> [Action item] Repeat the stretch of entries below from the line with "commit when known." through the line with "#[cfg(test)]". Include both ends and add nothing.
[Given records — start]
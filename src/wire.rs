/// Wires: named binary signal cells with subscriber lists.
///
/// A wire is the only mutable state in a circuit. Writing a wire stores
/// the new signal unconditionally and notifies every subscriber in
/// subscription order — even when the value did not change. Change
/// detection is deliberately left to subscribers; suppressing redundant
/// notifications would alter the timing of cascaded recomputation.

use crate::action::Action;
use crate::signal::Signal;

// ── WireId ────────────────────────────────────────────────────────────

/// Index of a wire within its owning [`Circuit`](crate::circuit::Circuit).
///
/// Only meaningful for the circuit that minted it.
#[derive(Debug, Clone, Copy, PartialEq, Eq, PartialOrd, Ord, Hash)]
#[cfg_attr(feature = "serialize", derive(serde::Serialize, serde::Deserialize))]
pub struct WireId(u32);

impl WireId {
    #[inline]
    pub fn new(raw: u32) -> Self {
        WireId(raw)
    }

    #[inline]
    pub fn raw(self) -> u32 {
        self.0
    }

    #[inline]
    pub(crate) fn index(self) -> usize {
        self.0 as usize
    }
}

impl std::fmt::Display for WireId {
    fn fmt(&self, f: &mut std::fmt::Formatter<'_>) -> std::fmt::Result {
        write!(f, "W{}", self.0)
    }
}

// ── Wire ──────────────────────────────────────────────────────────────

/// A named binary cell plus its ordered subscriber list.
///
/// Wires live in the circuit arena; all mutation goes through
/// [`Circuit::set_signal`](crate::circuit::Circuit::set_signal), the sole
/// side-effecting entry point.
#[derive(Debug, Clone)]
pub struct Wire {
    /// Display label. Not required to be unique.
    pub(crate) name: String,
    /// Current level; every wire starts `Low`.
    pub(crate) signal: Signal,
    /// Insertion-ordered actions dispatched on every write.
    /// Subscribers are never removed.
    pub(crate) subscribers: Vec<Action>,
}

impl Wire {
    pub(crate) fn new(name: impl Into<String>) -> Self {
        Wire {
            name: name.into(),
            signal: Signal::Low,
            subscribers: Vec::new(),
        }
    }

    /// The wire's display label.
    pub fn name(&self) -> &str {
        &self.name
    }

    /// The current signal level.
    pub fn signal(&self) -> Signal {
        self.signal
    }
}

impl std::fmt::Display for Wire {
    fn fmt(&self, f: &mut std::fmt::Formatter<'_>) -> std::fmt::Result {
        write!(f, "{} = {}", self.name, self.signal)
    }
}
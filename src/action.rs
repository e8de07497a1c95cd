/// The actions a circuit schedules and dispatches.
///
/// Where the original callback model stores closures on wires and on the
/// agenda, Vulcan stores a small `Copy` tag carrying only the identifier
/// it needs; the circuit driver interprets it. This keeps the agenda free
/// of borrows into the circuit and makes dispatch order inspectable.

use crate::gate::GateId;
use crate::wire::WireId;

/// A single schedulable unit of work.
#[derive(Debug, Clone, Copy, PartialEq, Eq)]
#[cfg_attr(feature = "serialize", derive(serde::Serialize, serde::Deserialize))]
pub enum Action {
    /// Immediate action: an input of the gate changed (or the gate was
    /// just wired); schedule a [`Action::Settle`] after the gate's delay.
    Trigger(GateId),

    /// Delayed action: the gate's delay has elapsed; read the inputs' live
    /// signals, apply the transfer function, write the output wire.
    Settle(GateId),

    /// Immediate action: the monitor's logging hook for a watched wire.
    Trace(WireId),
}

impl std::fmt::Display for Action {
    fn fmt(&self, f: &mut std::fmt::Formatter<'_>) -> std::fmt::Result {
        match self {
            Action::Trigger(g) => write!(f, "Trigger({})", g),
            Action::Settle(g) => write!(f, "Settle({})", g),
            Action::Trace(w) => write!(f, "Trace({})", w),
        }
    }
}
//! # Vulcan — Discrete-Event Digital Logic Simulator
//!
//! A simulator for combinational digital logic: binary signals propagate
//! through gates with fixed, gate-specific delays, driven by a global
//! time-ordered event queue (the agenda). No wall-clock time, no threads
//! — execution is synchronous and fully deterministic.
//!
//! ## Architecture
//!
//! ```text
//! ┌──────────────────────────────────────┐
//! │               Circuit                 │ ← arena + driver loop
//! │  ┌────────────────┐ ┌─────────────┐  │
//! │  │ Wires / Gates   │ │   Monitor   │  │ ← signal cells, wiring, trace
//! │  └────────────────┘ └─────────────┘  │
//! │  ┌────────────────────────────────┐  │
//! │  │        Agenda<Action>          │  │ ← (time, FIFO) segments
//! │  └────────────────────────────────┘  │
//! │  ┌────────────────────────────────┐  │
//! │  │            SimTime             │  │ ← logical clock
//! │  └────────────────────────────────┘  │
//! └──────────────────────────────────────┘
//! ```
//!
//! Writing a wire notifies its subscribers synchronously; gate triggers
//! schedule delayed recomputations on the agenda; the driver drains the
//! agenda in (time, FIFO) order until the circuit is quiescent.

pub mod action;
pub mod adders;
pub mod agenda;
pub mod circuit;
pub mod error;
pub mod gate;
pub mod monitor;
pub mod signal;
pub mod time;
pub mod wire;

// Re-exports for convenience.
pub use action::Action;
pub use adders::{full_adder, half_adder};
pub use agenda::Agenda;
pub use circuit::{Circuit, PropagationReport};
pub use error::{CircuitError, CircuitResult};
pub use gate::{
    Gate, GateId, GateKind, AND_GATE_DELAY, INVERT_DELAY, OR_GATE_DELAY, XOR_GATE_DELAY,
};
pub use monitor::{Monitor, TraceEntry, TRACE_VERBOSITY};
pub use signal::Signal;
pub use time::SimTime;
pub use wire::{Wire, WireId};
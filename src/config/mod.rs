//! Configuration management subsystem.
//!
//! # Data Flow
//! ```text
//! config file (TOML)
//!     → loader.rs (read & deserialize)
//!     → validation.rs (semantic checks)
//!     → HealthConfig (validated, immutable)
//!     → EndpointSet handed to the HTTP server once at startup
//! ```
//!
//! # Design Decisions
//! - Config is loaded once; there is no reload
//! - Unknown fields are rejected so typos surface at `testconfig` time
//! - Validation separates syntactic (serde) from semantic checks

pub mod loader;
pub mod schema;
pub mod validation;

pub use loader::{load_config, load_endpoints, ConfigError};
pub use schema::HealthConfig;
pub use validation::{validate_config, ValidationError};
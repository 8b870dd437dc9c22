//! Configuration validation.
//!
//! # Responsibilities
//! - Reject configurations the service cannot run with (no endpoints,
//!   blank names or URLs)
//! - Warn about suspicious but tolerated input (duplicate names, URLs that
//!   do not parse)
//!
//! # Design Decisions
//! - Returns all validation errors, not just first
//! - A malformed URL is not fatal: it fails its own check at request time

use std::collections::HashSet;
use thiserror::Error;
use url::Url;

use crate::config::schema::HealthConfig;

/// A semantic problem in an otherwise well-formed configuration.
#[derive(Debug, Clone, PartialEq, Eq, Error)]
pub enum ValidationError {
    #[error("need one or more endpoints")]
    NoEndpoints,

    #[error("endpoint #{index} has an empty name")]
    EmptyName { index: usize },

    #[error("endpoint {name:?} has an empty url")]
    EmptyUrl { name: String },
}

/// Validate a parsed configuration.
pub fn validate_config(config: &HealthConfig) -> Result<(), Vec<ValidationError>> {
    let mut errors = Vec::new();

    if config.endpoints.is_empty() {
        errors.push(ValidationError::NoEndpoints);
    }

    let mut seen = HashSet::new();
    for (index, endpoint) in config.endpoints.iter().enumerate() {
        if endpoint.name.trim().is_empty() {
            errors.push(ValidationError::EmptyName { index });
        } else if !seen.insert(endpoint.name.as_str()) {
            tracing::warn!(endpoint = %endpoint.name, "Duplicate endpoint name");
        }

        if endpoint.url.trim().is_empty() {
            errors.push(ValidationError::EmptyUrl {
                name: endpoint.name.clone(),
            });
        } else if let Err(e) = Url::parse(&endpoint.url) {
            tracing::warn!(
                endpoint = %endpoint.name,
                url = %endpoint.url,
                error = %e,
                "Endpoint url does not parse, its check will always fail"
            );
        }
    }

    if errors.is_empty() {
        Ok(())
    } else {
        Err(errors)
    }
}
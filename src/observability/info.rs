//! Build and version information.

use serde::Serialize;

/// Version details served at `/info` and printed by `health version`.
///
/// VCS fields are taken from `HEALTH_VCS_COMMIT_HASH`, `HEALTH_VCS_TAG` and
/// `HEALTH_VCS_BRANCH` at compile time and are empty when unset.
#[derive(Debug, Clone, PartialEq, Eq, Serialize)]
pub struct BuildInfo {
    pub version: &'static str,
    pub commit_hash: &'static str,
    pub tag: &'static str,
    pub branch: &'static str,
}

impl BuildInfo {
    pub fn current() -> Self {
        Self {
            version: env!("CARGO_PKG_VERSION"),
            commit_hash: option_env!("HEALTH_VCS_COMMIT_HASH").unwrap_or(""),
            tag: option_env!("HEALTH_VCS_TAG").unwrap_or(""),
            branch: option_env!("HEALTH_VCS_BRANCH").unwrap_or(""),
        }
    }

    /// One-line version string, with the commit when known.
    pub fn full_version(&self) -> String {
        if self.commit_hash.is_empty() {
            self.version.to_string()
        } else {
            format!("{} ({})", self.version, self.commit_hash)
        }
    }
}

impl Default for BuildInfo {
    fn default() -> Self {
        Self::current()
    }
}

#[cfg(test)]
mod tests {
    use super::*;

    #[test]
    fn full_version_includes_commit_when_known() {
        let info = BuildInfo {
            version: "1.2.3",
            commit_hash: "abc123",
            tag: "",
            branch: "main",
        };
        assert_eq!(info.full_version(), "1.2.3 (abc123)");

        let bare = BuildInfo { commit_hash: "", ..info };
        assert_eq!(bare.full_version(), "1.2.3");
    }

    #[test]
    fn current_uses_package_version() {
        assert_eq!(BuildInfo::current().version, env!("CARGO_PKG_VERSION"));
    }
}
[Given records — finish]
> [The completed task]
    /// One-line version string, with the commit when known.
    pub fn full_version(&self) -> String {
        if self.commit_hash.is_empty() {
            self.version.to_string()
        } else {
            format!("{} ({})", self.version, self.commit_hash)
        }
    }
}

impl Default for BuildInfo {
    fn default() -> Self {
        Self::current()
    }
}

#[cfg(test)]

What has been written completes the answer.